In the third quarter of FY20, CDER approved 17 abbreviated new drug applications (ANDAs) and 314 manufacturing supplements. The number of ANDAs held stead with 18 approved in the first quarter of FY21, while supplement approvals fell to 149 for that reporting period.
 
Inspections
FDA is continuing its risk-based approach to identify the subset of applications that require pre-approval inspections (PAIs), according to the report.

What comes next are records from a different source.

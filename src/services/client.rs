//! Client CRUD operations shared by the `/clients` routes.

use crate::domain::types::ClientId;
use crate::dto::client::ClientDto;
use crate::forms::client::{ClientForm, ClientPayload};
use crate::pagination::{Page, PageRequest};
use crate::repository::{ClientListQuery, ClientReader, ClientWriter};
use crate::services::{ServiceError, ServiceResult};

fn load_page<R>(
    repo: &R,
    query: ClientListQuery,
    request: &PageRequest,
) -> ServiceResult<Page<ClientDto>>
where
    R: ClientReader + ?Sized,
{
    let query = query
        .sort(request.sort)
        .paginate(request.page, request.size);

    let (total, clients) = repo.list_clients(query).map_err(|err| {
        log::error!("Failed to list clients: {err}");
        err
    })?;

    Ok(Page::new(clients, request, total).map(ClientDto::from))
}

/// Returns one page of all clients.
pub fn find_all_paged<R>(repo: &R, request: PageRequest) -> ServiceResult<Page<ClientDto>>
where
    R: ClientReader + ?Sized,
{
    load_page(repo, ClientListQuery::new(), &request)
}

/// Returns one page of clients earning strictly more than `income`.
pub fn find_by_income_greater_than<R>(
    repo: &R,
    income: f64,
    request: PageRequest,
) -> ServiceResult<Page<ClientDto>>
where
    R: ClientReader + ?Sized,
{
    load_page(
        repo,
        ClientListQuery::new().income_greater_than(income),
        &request,
    )
}

pub fn find_by_id<R>(repo: &R, client_id: i32) -> ServiceResult<ClientDto>
where
    R: ClientReader + ?Sized,
{
    let client_id = ClientId::new(client_id)?;

    repo.get_client_by_id(client_id)?
        .map(ClientDto::from)
        .ok_or(ServiceError::NotFound)
}

/// Validates the form and stores a new client, returning it with its id.
pub fn insert<R>(repo: &R, form: ClientForm) -> ServiceResult<ClientDto>
where
    R: ClientWriter + ?Sized,
{
    let new_client = ClientPayload::try_from(form)?.into_new_client();

    let client = repo.create_client(&new_client).map_err(|err| {
        log::error!("Failed to insert client: {err}");
        err
    })?;

    log::info!("Inserted client {}", client.id);
    Ok(client.into())
}

/// Replaces every field of an existing client.
pub fn update<R>(repo: &R, client_id: i32, form: ClientForm) -> ServiceResult<ClientDto>
where
    R: ClientWriter + ?Sized,
{
    let client_id = ClientId::new(client_id)?;
    let updates = ClientPayload::try_from(form)?.into_update();

    let client = repo.update_client(client_id, &updates)?;

    Ok(client.into())
}

pub fn delete<R>(repo: &R, client_id: i32) -> ServiceResult<()>
where
    R: ClientWriter + ?Sized,
{
    let client_id = ClientId::new(client_id)?;

    repo.delete_client(client_id)?;

    log::info!("Deleted client {client_id}");
    Ok(())
}

#[cfg(test)]
mod tests {
    use chrono::{TimeZone, Utc};

    use super::*;
    use crate::domain::client::{Client, UpdateClient};
    use crate::pagination::{Direction, Sort, SortField};
    use crate::repository::errors::RepositoryError;
    use crate::repository::mock::MockRepository;

    fn client(id: i32, name: &str, cpf: &str, income: f64) -> Client {
        let birth = Utc.with_ymd_and_hms(1996, 12, 23, 7, 0, 0).unwrap();
        UpdateClient::try_new(name, cpf, income, birth, 0)
            .expect("valid client")
            .apply_to(ClientId::new(id).expect("valid id"))
    }

    fn form() -> ClientForm {
        ClientForm {
            id: None,
            name: "Laura Cristina".to_string(),
            cpf: "88829955678".to_string(),
            income: 5000.0,
            birth_date: Utc.with_ymd_and_hms(1995, 6, 15, 7, 0, 0).unwrap(),
            children: 0,
        }
    }

    #[test]
    fn find_all_paged_forwards_paging_and_sort() {
        let mut repo = MockRepository::new();
        repo.expect_list_clients()
            .withf(|query| {
                query.income_greater_than.is_none()
                    && query.sort == Sort::new(SortField::Income, Direction::Desc)
                    && query.pagination.map(|p| (p.page, p.per_page)) == Some((1, 2))
            })
            .times(1)
            .returning(|_| Ok((3, vec![client(8, "Toni Morrison", "10219344681", 10000.0)])));

        let request = PageRequest::new(1, 2, Sort::new(SortField::Income, Direction::Desc));
        let page = find_all_paged(&repo, request).expect("page");

        assert_eq!(page.number_of_elements, 1);
        assert_eq!(page.total_elements, 3);
        assert_eq!(page.total_pages, 2);
        assert!(page.last);
        assert_eq!(page.content[0].id, 8);
    }

    #[test]
    fn find_by_income_applies_threshold() {
        let mut repo = MockRepository::new();
        repo.expect_list_clients()
            .withf(|query| query.income_greater_than == Some(5000.0))
            .times(1)
            .returning(|_| Ok((1, vec![client(7, "Jose Saramago", "10239254871", 7500.0)])));

        let page = find_by_income_greater_than(&repo, 5000.0, PageRequest::default())
            .expect("page");

        assert_eq!(page.number_of_elements, 1);
    }

    #[test]
    fn find_by_id_reports_missing_client() {
        let mut repo = MockRepository::new();
        repo.expect_get_client_by_id().returning(|_| Ok(None));

        assert!(matches!(find_by_id(&repo, 100), Err(ServiceError::NotFound)));
    }

    #[test]
    fn find_by_id_rejects_non_positive_id() {
        let mut repo = MockRepository::new();
        repo.expect_get_client_by_id().times(0);

        assert!(matches!(
            find_by_id(&repo, 0),
            Err(ServiceError::TypeConstraint(_))
        ));
    }

    #[test]
    fn insert_returns_stored_client() {
        let mut repo = MockRepository::new();
        repo.expect_create_client()
            .withf(|new_client| new_client.cpf.as_str() == "88829955678")
            .times(1)
            .returning(|new_client| {
                Ok(Client {
                    id: ClientId::new(10).unwrap(),
                    name: new_client.name.clone(),
                    cpf: new_client.cpf.clone(),
                    income: new_client.income,
                    birth_date: new_client.birth_date,
                    children: new_client.children,
                })
            });

        let dto = insert(&repo, form()).expect("inserted");

        assert_eq!(dto.id, 10);
        assert_eq!(dto.name, "Laura Cristina");
    }

    #[test]
    fn insert_rejects_invalid_form_without_touching_storage() {
        let mut repo = MockRepository::new();
        repo.expect_create_client().times(0);
        let mut form = form();
        form.cpf = "123".to_string();

        assert!(matches!(insert(&repo, form), Err(ServiceError::Form(_))));
    }

    #[test]
    fn update_maps_repository_not_found() {
        let mut repo = MockRepository::new();
        repo.expect_update_client()
            .withf(|id, _| id.get() == 100)
            .times(1)
            .returning(|_, _| Err(RepositoryError::NotFound));

        assert!(matches!(
            update(&repo, 100, form()),
            Err(ServiceError::NotFound)
        ));
    }

    #[test]
    fn delete_maps_repository_failures() {
        let mut repo = MockRepository::new();
        repo.expect_delete_client()
            .returning(|_| Err(RepositoryError::ConnectionError("pool closed".into())));

        assert!(matches!(delete(&repo, 4), Err(ServiceError::Internal(_))));
    }
}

About one in five applications will usually trigger a PAI.
 
While mission-critical domestic and foreign inspections continue, the Bioresearch Monitoring program’s  pre-approval and for-cause inspections are considered on a case-by-case basis when they are considered mission-critical during the pandemic.
 
“While continuing to conduct mission-critical and prioritized inspections, due to practical constraints, such as travel limitations, quarantine and social distancing requirements or lockdowns, we have been increasingly relying on alternative approaches,” in conducting pandemic-era inspections, wrote CDER officials.
 
Alternative approaches may include using an inspection by a trusted international partner; using information that foreign regulatory partners share; and using facility records reviews to replace an on-site inspection.
 
By using this variety of alternate approaches, CDER reduced the need for PAIs by 48%, 60% and 52% in quarters 3 and 4 of FY20 and the first quarter of FY21, respectively. (RELATED: FDA looks to resume domestic inspections this monthRegulatory Focus 10 July 2020)
 
However, a recent Government Accountability Office report and testimony before a House subcommittee revealed that a longstanding and mounting backlog of mandatory inspections “could both extend the maximum interval between inspections beyond FDA’s five-year policy and reduce the resources available in fiscal year 2022 for inspecting the other highest priority establishments identified by its model.” (RELATED: FDA’s inspection backlog: GAO raises concerns as delays mount, Regulatory Focus 09 March 2021)
 
That report and testimony revealed details of FDA’s inspection program during the pandemic, including the fact that FDA completed just two routine surveillance inspections in India and none in China from the end of October 2020 through the first part of 2021.